Imágenes, rostros, nombres, calles... Es extraña la sensación de volver al lugar del que uno procede. Allí, en Melilla, el tiempo parece haberse detenido, al menos para mí, aunque muchas cosas han cambiado. El viejo mercado apura sus últimas semanas, la mítica Flor de la India echará el cierre en breve y ya hay más chinos que hindús. Los bares están ahora en el Puerto Deportivo, y una pasarela une el Paseo Marítimo con la Plaza de España.

Pero la esencia permanece, y miles de recuerdos se agolpan en mi cabeza al reconocer cada rincón. Los helados de la Ibense, el parque Hernández, y el parque Lobera, las teterías del Real, el aeropuerto tamaño familiar, las COAs, las paradas de autobús, las fuentes públicas...

Es extraña la sensación de ir por una calle europea, cruzar, y encontrarse, de pronto, en medio de una ciudad africana. Un lugar donde el tiempo se detiene, las religiones se apartan y pase lo que pase, nunca pasa nada (como dicen los melillenses). Un espacio en el que los empresarios se desesperan, donde cruzar la frontera se convierte en una aventura y los amigos permanecen.

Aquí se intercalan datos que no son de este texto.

// ABOUTME: REST endpoint paths of the MacroTracker backend
// ABOUTME: Central list so request builders never hand-format resource roots
//
// SPDX-License-Identifier: MIT OR Apache-2.0
// Copyright (c) 2025 MacroTracker Contributors

/// `POST` credentials, returns a session token
pub const LOGIN: &str = "/users/login";
/// `POST` new account, returns a session token
pub const SIGNUP: &str = "/users/signup";
/// Authenticated user profile
pub const CURRENT_USER: &str = "/users/me";

/// Goal collection
pub const GOALS: &str = "/goals";
/// Food inventory collection
pub const FOODS: &str = "/foods";
/// Drink inventory collection
pub const DRINKS: &str = "/drinks";

/// Record for the user's current day
pub const CURRENT_RECORD: &str = "/dailyRecords/current";
/// Finalizes the current day into an archived record
pub const COMPLETE_DAY: &str = "/dailyRecords/current/complete";

/// Finalized historical records
pub const ARCHIVED_RECORDS: &str = "/archivedRecords";
/// Archived record lookup by calendar date
pub const ARCHIVED_BY_DATE: &str = "/archivedRecords/date";

/// Header carrying the per-request correlation id
pub const REQUEST_ID_HEADER: &str = "x-request-id";

/// Patch property naming the user's selected goal
pub const SELECTED_GOAL_PROP: &str = "selectedGoalId";
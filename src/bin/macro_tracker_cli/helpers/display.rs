// ABOUTME: Output formatting helpers for macro-tracker
// ABOUTME: Renders users, goals, inventories, records, and progress bars as plain text
//
// SPDX-License-Identifier: MIT OR Apache-2.0
// Copyright (c) 2025 MacroTracker Contributors

use macro_tracker::models::{
    ArchivedRecord, DailyRecord, Goal, GoalTargets, InventoryItem, MeasureUnit, User,
};
use macro_tracker::nutrition::{Macro, MacroProgress, ProgressReport};

const BAR_WIDTH: usize = 24;

/// Display the logged-in user
pub fn display_user(user: &User) {
    println!("User: {} <{}>", user.username, user.email);
    println!("   Id: {}", user.id);
    println!(
        "   Selected goal: {}",
        user.selected_goal_id.as_deref().unwrap_or("none")
    );
}

/// Display goals, marking the selected one
pub fn display_goals(goals: &[Goal], selected_id: Option<&str>) {
    if goals.is_empty() {
        println!("No goals yet. Create one with `macro-tracker goals create`.");
        return;
    }
    println!("Goals:");
    println!("{}", "-".repeat(60));
    for goal in goals {
        display_goal(goal, selected_id == Some(goal.id.as_str()));
    }
}

/// Display one goal
pub fn display_goal(goal: &Goal, selected: bool) {
    let marker = if selected { "*" } else { " " };
    println!("{marker} {} ({})", goal.name, goal.id);
    println!("     {}", format_targets(&goal.targets));
}

fn format_targets(targets: &GoalTargets) -> String {
    let parts: Vec<String> = [
        (Macro::Calories, targets.calorie_goal),
        (Macro::Protein, targets.protein_goal),
        (Macro::Carbs, targets.carb_goal),
        (Macro::Fat, targets.fat_goal),
    ]
    .into_iter()
    .filter(|(_, target)| *target > 0)
    .map(|(which, target)| format!("{which} {target} {}", which.unit()))
    .collect();

    if parts.is_empty() {
        "no targets".into()
    } else {
        parts.join(", ")
    }
}

/// Display an inventory
pub fn display_inventory<U: MeasureUnit>(title: &str, items: &[InventoryItem<U>]) {
    if items.is_empty() {
        println!("{title}: none");
        return;
    }
    println!("{title}:");
    println!("{}", "-".repeat(60));
    for item in items {
        display_item(item);
    }
}

/// Display one inventory item
pub fn display_item<U: MeasureUnit>(item: &InventoryItem<U>) {
    println!("{} ({})", item.name, item.id);
    println!(
        "   per {}: {}",
        item.quantity,
        format_macros(item.calories, item.protein, item.carbs, item.fat)
    );
}

fn format_macros(calories: u32, protein: u32, carbs: Option<u32>, fat: Option<u32>) -> String {
    let mut text = format!("{calories} kcal, {protein} g protein");
    if let Some(carbs) = carbs {
        text.push_str(&format!(", {carbs} g carbs"));
    }
    if let Some(fat) = fat {
        text.push_str(&format!(", {fat} g fat"));
    }
    text
}

/// Display a day's entries and totals
///
/// Macros the goal does not track are left out of the total line.
pub fn display_record(record: &DailyRecord, targets: Option<&GoalTargets>) {
    println!("\nDay {} ({})", record.date, record.id);
    println!("{}", "=".repeat(60));

    if record.entry_count() == 0 {
        println!("   Nothing logged yet");
    }
    for entry in &record.food_entries {
        println!(
            "   [food {}] {} {}: {}",
            entry.id,
            entry.name.as_deref().unwrap_or(&entry.item_id),
            entry.quantity,
            format_macros(entry.calories, entry.protein, entry.carbs, entry.fat)
        );
    }
    for entry in &record.drink_entries {
        println!(
            "   [drink {}] {} {}: {}",
            entry.id,
            entry.name.as_deref().unwrap_or(&entry.item_id),
            entry.quantity,
            format_macros(entry.calories, entry.protein, entry.carbs, entry.fat)
        );
    }
    for entry in &record.manual_entries {
        println!(
            "   [manual {}] {}: {}",
            entry.id,
            entry.name.as_deref().unwrap_or("manual entry"),
            format_macros(entry.calories, entry.protein, entry.carbs, entry.fat)
        );
    }

    println!("{}", "-".repeat(60));
    println!("   Total: {}", format_total(record, targets));
}

fn format_total(record: &DailyRecord, targets: Option<&GoalTargets>) -> String {
    let carbs_tracked = !matches!(targets, Some(t) if t.carb_goal == 0);
    let fat_tracked = !matches!(targets, Some(t) if t.fat_goal == 0);
    format_macros(
        record.calories,
        record.protein,
        record.carbs.filter(|_| carbs_tracked),
        record.fat.filter(|_| fat_tracked),
    )
}

/// Display progress bars for every tracked macro
pub fn display_progress(report: &ProgressReport, goal: Option<&Goal>) {
    let Some(breakdown) = report.breakdown() else {
        println!("\nNo goal selected. Pick one with `macro-tracker goals select`.");
        return;
    };

    if let Some(goal) = goal {
        println!("\nProgress towards {}:", goal.name);
    } else {
        println!("\nProgress:");
    }
    for (which, progress) in breakdown.tracked() {
        if let MacroProgress::Tracked {
            current, target, ..
        } = progress
        {
            println!(
                "   {:<9} {} {current}/{target} {}",
                which.to_string(),
                progress_bar(progress.ratio().unwrap_or(0.0)),
                which.unit()
            );
        }
    }
}

/// Display an archived day with the goal it was logged against
pub fn display_archived(archived: &ArchivedRecord) {
    let goal = archived.record.goal.as_ref();
    display_record(&archived.record, goal.map(|g| &g.targets));
    if let Some(completed_at) = archived.completed_at {
        println!("   Completed: {}", completed_at.format("%Y-%m-%d %H:%M UTC"));
    }
    if let Some(goal) = goal {
        println!(
            "   Goal: {} ({})",
            goal.name.as_deref().unwrap_or("unnamed"),
            format_targets(&goal.targets)
        );
    }
}

/// Display a one-line summary per archived day
pub fn display_archive_list(records: &[ArchivedRecord]) {
    if records.is_empty() {
        println!("No archived days");
        return;
    }
    for archived in records {
        let record = &archived.record;
        println!(
            "{}  {:>5} kcal  {:>4} g protein  {:>3} entries  ({})",
            record.date,
            record.calories,
            record.protein,
            record.entry_count(),
            record.id
        );
    }
}

/// Fixed-width bar for a ratio in `[0, 1]`
fn progress_bar(ratio: f64) -> String {
    let clamped = ratio.clamp(0.0, 1.0);
    let filled = (clamped * BAR_WIDTH as f64).round() as usize;
    format!(
        "[{}{}] {:>3.0}%",
        "#".repeat(filled),
        ".".repeat(BAR_WIDTH - filled),
        clamped * 100.0
    )
}

#[cfg(test)]
mod tests {
    use super::*;

    #[test]
    fn test_progress_bar_bounds() {
        assert_eq!(progress_bar(0.0), format!("[{}]   0%", ".".repeat(BAR_WIDTH)));
        assert_eq!(progress_bar(1.0), format!("[{}] 100%", "#".repeat(BAR_WIDTH)));
        assert!(progress_bar(0.5).contains(&"#".repeat(BAR_WIDTH / 2)));
    }

    fn day_totals() -> DailyRecord {
        serde_json::from_value(serde_json::json!({
            "id": "r1",
            "userId": "u1",
            "date": "2024-03-02",
            "calories": 1200,
            "protein": 90,
            "carbs": 140,
            "fat": 35
        }))
        .unwrap()
    }

    #[test]
    fn test_total_hides_macros_the_goal_does_not_track() {
        let targets = GoalTargets {
            calorie_goal: 2000,
            protein_goal: 150,
            carb_goal: 0,
            fat_goal: 60,
        };
        let text = format_total(&day_totals(), Some(&targets));
        assert_eq!(text, "1200 kcal, 90 g protein, 35 g fat");

        let without_goal = format_total(&day_totals(), None);
        assert_eq!(without_goal, "1200 kcal, 90 g protein, 140 g carbs, 35 g fat");
    }

    #[test]
    fn test_untracked_targets_are_hidden() {
        let targets = GoalTargets {
            calorie_goal: 2000,
            protein_goal: 150,
            carb_goal: 0,
            fat_goal: 60,
        };
        let text = format_targets(&targets);
        assert!(text.contains("2000"));
        assert!(text.contains("Fat 60 g"));
        assert!(!text.contains("Carbs"));
    }
}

Ha sido como volver a las entrañas de uno mismo. Tomar una copa sentados sobre el pick-up de Samuel bajo la atenta mirada del militar que vigila la frontera en el último dique español. Cruzar las puertas del viejo instituto y, esta vez sí, entrar por la zona de los profesores. Ver de cerca la sonrisa de Cilleruelo. Escuchar a Quini relatar sus historias mientras nos invita a merendar aunque, por primera vez, ella no paga. Contar chistes malos. Reir hasta sentir que te duele el estómago. Decir las cosas claras. Ver bailar a Pablo. Preocuparse por los que no están bien. Recuperar gente que uno creía perdida. Asaltar la madrugada una y otra vez, como si fuese la vida en ello.

Demasiadas cosas para tan poca inspiración.